But whenever I see someone running Ubuntu on a server I think that there is a very real competence issue. Ubuntu should be kept as far from the server room, data centre or cloud as possible.
yes, I tried Ubuntu briefly in 2006 before switching to the Fedora/EL ecosystem since then. Fedora seems to have won every "battle" so far (systemd vs upstart, gnome-shell vs. unity, etc.)
It is possible to get an apt package, you have to jump through a few hoops but it can be done; I do it every time I install Ubuntu (frequently) because I won't touch that snap shite again.
I can't move work off of Ubuntu; it's too embedded now, but I'm looking for something else for home. Switching distro-base isn't so easy when you've been using it for decades though; I tried NixOS but it wasn't comfortable (Nix is a steep learning curve), though their community is top notch, and everything I do is deb based.
Looking for a way to get a modern debian (something akin to non-LTS Ubuntu) or just go all out and switch to something Arch based like EndeavourOS.
> Looking for a way to get a modern debian (something akin to non-LTS Ubuntu)
Not exactly sure what you mean by modern, but I'd recommend debian "unstable" (also called "sid"). Despite its name it's pretty stable. Normal debian stable releases are LTS style, unstable is where newly built packages show up first—so it will generally have the latest version of stuff and not be stuck a year or 2 back. It's basically a rolling-release style thing—I put in a little cron-job that does `aptitude safe-upgrade -y` every night to keep me up-to-date.
You can also use debian "testing", which one step back from "unstable"—packages are promoted from "unstable" to "testing" when if they've gone 2 weeks without a bug report of some particular severity (that I can't remember off the top of my head).
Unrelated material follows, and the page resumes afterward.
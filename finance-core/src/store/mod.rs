pub mod memory;
pub mod repository;

pub use memory::InMemoryPlanRepository;
pub use repository::{PlanRepository, RepositoryError};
What's nice is you can have both testing and unstable in your apt sources—on my machine I set the priority on my testing higher than unstable so I generally get the testing packages, but I can grab unstable if I need to. I've been running this way for about 20 years now, and it seems the right balance of new but consistent.
I don't want things breaking left, right and centre but I want access to later versions of tools and libraries I'm using.
For example, at work we were told to upgrade Wireshark and VirtualBox to major versions that aren't available in apt on 22.04 after an audit due to vulnerabilities in older versions.
What you're doing sounds like it'll work nicely for me, thanks.
I moved from Ubuntu to Fedora when Canonical started pushing snaps 4 years after the auto update debacle that's also mentioned elsewhere here. Couldn't be happier.
I've used fedora, I have no real issues with it, but I'm not sure if it's going to work for me. At work we target Debian/Ubuntu and I lead the backend team so I need to be on-point; that means not having to mentally switch "environment" all the time because I use something else at home.
Still undecided though; I'm too old (read; jaded) for distro hopping now, but maybe I'll try find a Debian setup as another commenter suggested that'll work.
Just be aware that Fedora's got a six-month release cycle rather than whatever Ubuntu's LTS lifetime is (4 years?), and Fedora only supports current release and one back. So realistically, you've got a year a month to upgrade your workstation.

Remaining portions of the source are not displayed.